Topaz Blades – manufactured by Malhotra Shaving Products, Topaz Blades and Laser Razors are now present in countries across the world, with a strong presence even in the quality-conscious countries such as the USA, countires in Europe and the Middle East.

Uncle Chipps – “Bole mere lips, I love Uncle Chipps” – the jingle not only rang in the market leader in snacks in the 1980s, but also launched film director Shantanu Moitra’s career. In 2000, the brand Uncle Chipps was bought by Frito-Lay (PepsiCo’s snack division) from Amrit Agro Industries Limited for $6.6 million.

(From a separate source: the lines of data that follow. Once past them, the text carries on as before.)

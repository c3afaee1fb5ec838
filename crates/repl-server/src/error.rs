//! Construction-time and session errors.

use thiserror::Error;

/// Errors raised while registering extensions or composing the chain.
/// Any of these aborts startup; no partial chain is ever built.
#[derive(Debug, Clone, PartialEq, Eq, Error)]
pub enum ChainError {
    #[error("op {op:?} is handled by both {existing:?} and {extension:?}")]
    DuplicateOperation {
        op: String,
        existing: String,
        extension: String,
    },

    #[error("extension {0:?} is already registered")]
    DuplicateExtension(String),

    #[error("extension {required_by:?} requires op {op:?}, which no extension handles")]
    MissingDependency { op: String, required_by: String },

    #[error("cyclic dependency between extensions: {}", extensions.join(" -> "))]
    CyclicDependency { extensions: Vec<String> },
}

#[derive(Debug, Clone, PartialEq, Eq, Error)]
pub enum SessionError {
    #[error("unknown session: {0}")]
    UnknownSession(String),
}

Vadilal – from a hand-cranked soda fountain to being the second largest ice-cream player in India
with a brand worth over $4.5 billion, Vadilal has come a long way. Started in 1907 in Ahmedabad by
Vadilal Gandhi, Vadilal now has significant exports and a diverse range of offerings – from frozen goods to ice creams. It is the quintessential Indian brand whose true worth and reach are often undermined because it blends so well in the background, where it has been for really long!

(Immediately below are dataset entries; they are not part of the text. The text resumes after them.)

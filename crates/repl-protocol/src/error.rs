//! Protocol-level error types.

use thiserror::Error;

/// Precondition violations of [`combine`](crate::combine). These indicate a
/// caller bug, not a runtime or network condition.
#[derive(Debug, Clone, PartialEq, Eq, Error)]
pub enum CombineError {
    #[error("cannot combine responses with different ids: expected {expected:?}, found {found:?}")]
    MismatchedId { expected: String, found: String },

    #[error("cannot combine an empty set of responses")]
    Empty,
}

Williamson Magor – Now McLeod Russel India, Ltd, Williamson Magor was established in 1869 and it accounts for a production of 100 million kilograms annually, from estates in Assam, West Bengal, Vietnam and Uganda. It is one of the foremost exporters of tea in the world.

Xmex – Started over 15 years ago, Xmex is India’s first plus size fashion store now has considerable
retail presence – of over 1000 multi-brand outlets in cities like Mumbai, Delhi, Chennai, Pune and Kolkata. It also has a thriving wholesale business and its products can be ordered online from a number of etailers. Perhaps a harbinger of the ramifications of a shifting lifestyle, the brand makes the list for being ahead of its times in capturing a market that seems to be ominously hurtling towards reality. Yezdi – Ideal Jawa Ltd, popularly known as Jawa started operations in 1961, with the help of former Czechoslovakian Jawa Limited and by 1968 had established wholly indigenous manufacturing of motorcycles under the brand name Yezdi. The idea was to offer consumers a product that was home-grown and offered value for money. The tagline “Forever bike, forever Value” was coined to reinforce the same and the ideals of the brand remain unchanged even today, in the face of stiff international competition.

Z talc – Led by the vision of four brothers Sunder, Guna, Mohan and Shivaram, Argus Cosmetics was launched in 1992 to serve the needs for male grooming products, a category that the brothers believed was neglected by leading players in the industry. The first product to be offered was the Z-talc and the product portfolio soon expanded to include face.